Over the past 15 years, some countries have proposed more direct alcohol warning labels, but each has been met with strong opposition, said Paula O’Brien, a law professor at the University of Melbourne. In 2010, Thailand proposed requiring a rotating group of warnings accompanied by graphic color images; O’Brien called it “the high point for alcohol labeling.” But at the WTO, other countries raised concerns that the labels would restrict free trade, and the measure stalled.

In 2016, South Korea overcame similar objections to require a group of warning labels — some of which link alcohol to cancer — that alcohol manufacturers can choose to place on their products.

Even research on the topic has been controversial.

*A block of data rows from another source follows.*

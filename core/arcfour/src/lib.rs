/// ARCFOUR stream cipher, interoperable with RC4.
///
/// The CodeBreaker firmware reuses this one primitive with different keys for
/// code encryption, seed table scrambling and whole-file encryption. State is
/// carried across calls to [`Arc4::crypt`], so a fresh keystream needs a fresh
/// context.
#[derive(Debug, Clone)]
pub struct Arc4 {
    perm: [u8; 256],
    index1: u8,
    index2: u8,
}

impl Arc4 {
    /// Key-scheduling algorithm. `key` must not be empty.
    pub fn new(key: &[u8]) -> Self {
        debug_assert!(!key.is_empty(), "ARCFOUR key must not be empty");

        let mut perm = [0u8; 256];
        for (i, p) in perm.iter_mut().enumerate() {
            *p = i as u8;
        }

        let mut j = 0u8;
        for i in 0..256 {
            j = j.wrapping_add(perm[i]).wrapping_add(key[i % key.len()]);
            perm.swap(i, j as usize);
        }

        Self {
            perm,
            index1: 0,
            index2: 0,
        }
    }

    /// XOR `buf` with the next `buf.len()` keystream bytes.
    ///
    /// Encryption and decryption are the same operation.
    pub fn crypt(&mut self, buf: &mut [u8]) {
        for byte in buf.iter_mut() {
            self.index1 = self.index1.wrapping_add(1);
            self.index2 = self.index2.wrapping_add(self.perm[self.index1 as usize]);

            self.perm.swap(self.index1 as usize, self.index2 as usize);

            let k = self.perm[self.index1 as usize].wrapping_add(self.perm[self.index2 as usize]);
            *byte ^= self.perm[k as usize];
        }
    }
}

/// One-shot helper: fresh context from `key`, then crypt `buf` in place.
pub fn crypt(key: &[u8], buf: &mut [u8]) {
    Arc4::new(key).crypt(buf);
}
//! Arbitrary-precision helpers over little-endian 32-bit word sequences.
//!
//! Callers keep their operands as fixed-length word arrays (least significant
//! word first) and only lift them into [`BigUint`] for comparison and modular
//! exponentiation.

use num_bigint::BigUint;
use std::cmp::Ordering;

/// Build a number from little-endian words.
pub fn from_words(words: &[u32]) -> BigUint {
    BigUint::from_slice(words)
}

/// Lower a number back into exactly `len` little-endian words.
///
/// Higher words beyond `len` are dropped; callers only pass values already
/// reduced below a modulus of that width.
pub fn to_words(n: &BigUint, len: usize) -> Vec<u32> {
    let mut words = n.to_u32_digits();
    words.resize(len, 0);
    words
}

pub fn compare(a: &[u32], b: &[u32]) -> Ordering {
    from_words(a).cmp(&from_words(b))
}

/// `base ^ exponent mod modulus`, all little-endian words, result padded to
/// the modulus width.
pub fn pow_mod(base: &[u32], exponent: &[u32], modulus: &[u32]) -> Vec<u32> {
    let result = from_words(base).modpow(&from_words(exponent), &from_words(modulus));
    to_words(&result, modulus.len())
}
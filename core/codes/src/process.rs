use crate::error::Result;
use crate::types::DecryptMode;
use crate::{decrypt_code_list, encrypt_code_list};
use std::fs;
use std::path::{Path, PathBuf};

pub fn codes_decrypt(input: &Path, output: &Option<PathBuf>, mode: DecryptMode) -> Result<()> {
    let text = fs::read_to_string(input)?;
    let decrypted = decrypt_code_list(&text, mode)?;

    let out_path = match output {
        Some(p) => p.clone(),
        None => input.with_extension("decrypted"),
    };

    fs::write(&out_path, decrypted)?;
    println!("Decrypted codes to {:?}", out_path);
    Ok(())
}

pub fn codes_encrypt(input: &Path, output: &Option<PathBuf>, mode: DecryptMode) -> Result<()> {
    let text = fs::read_to_string(input)?;
    let encrypted = encrypt_code_list(&text, mode)?;

    let out_path = match output {
        Some(p) => p.clone(),
        None => input.with_extension("encrypted"),
    };

    fs::write(&out_path, encrypted)?;
    println!("Encrypted codes to {:?}", out_path);
    Ok(())
}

In 2017, Yukon, a sparsely populated territory in northwestern Canada, partnered with scientists to introduce and test the impact of bright, colorful warning labels, one of which included the phrase “alcohol can cause cancer.” But after alcohol trade groups complained, the local government halted the study for fear of facing a lawsuit it could not afford.

“I was a little surprised by the strength of the reaction,” says Erin Hobin, a Public Health Ontario scientist who led the project in Yukon.

When researchers resumed the study several months later, with the condition that the cancer warning was omitted, they found that people who purchased alcoholic beverages with the labels were still more likely to notice the messages and reported reducing their consumption. Sales of products bearing the labels also fell by around 7% during the intervention and in the following months.

Most importantly, says Hobin, as drinkers became more informed about the link between alcohol and cancer, they also became more likely to support policies to control the availability, pricing, and marketing of alcohol, which have been shown to further reduce consumption. .

If the alcohol industry dissuades the EU from adopting warning labels, it would keep Ireland isolated and out of harmony with European law. This could ultimately provide the basis for challenging the labeling requirement in Irish courts, said Ollie Bartlett, assistant professor of law at Maynooth University in Ireland. But he said such efforts were unlikely to be successful because Ireland’s alcohol warning labels are “proportionate to the objective of protecting public health”.

Some experts say the EU should not take any further action until after this summer’s parliamentary elections. And there is no indication that Ireland will back down from its commitment to require the labels from May 2026.

Gauden Galea, strategic advisor to the WHO, said he is confident that broader labeling efforts will eventually succeed. At 63, he is old enough to remember how cigarette companies used to advertise on the front pages of newspapers, he added.

Eventually, he hopes that “People won’t remember the time when a pesticide warning was required, but they could sell an unlabeled carcinogen like alcohol with impunity.”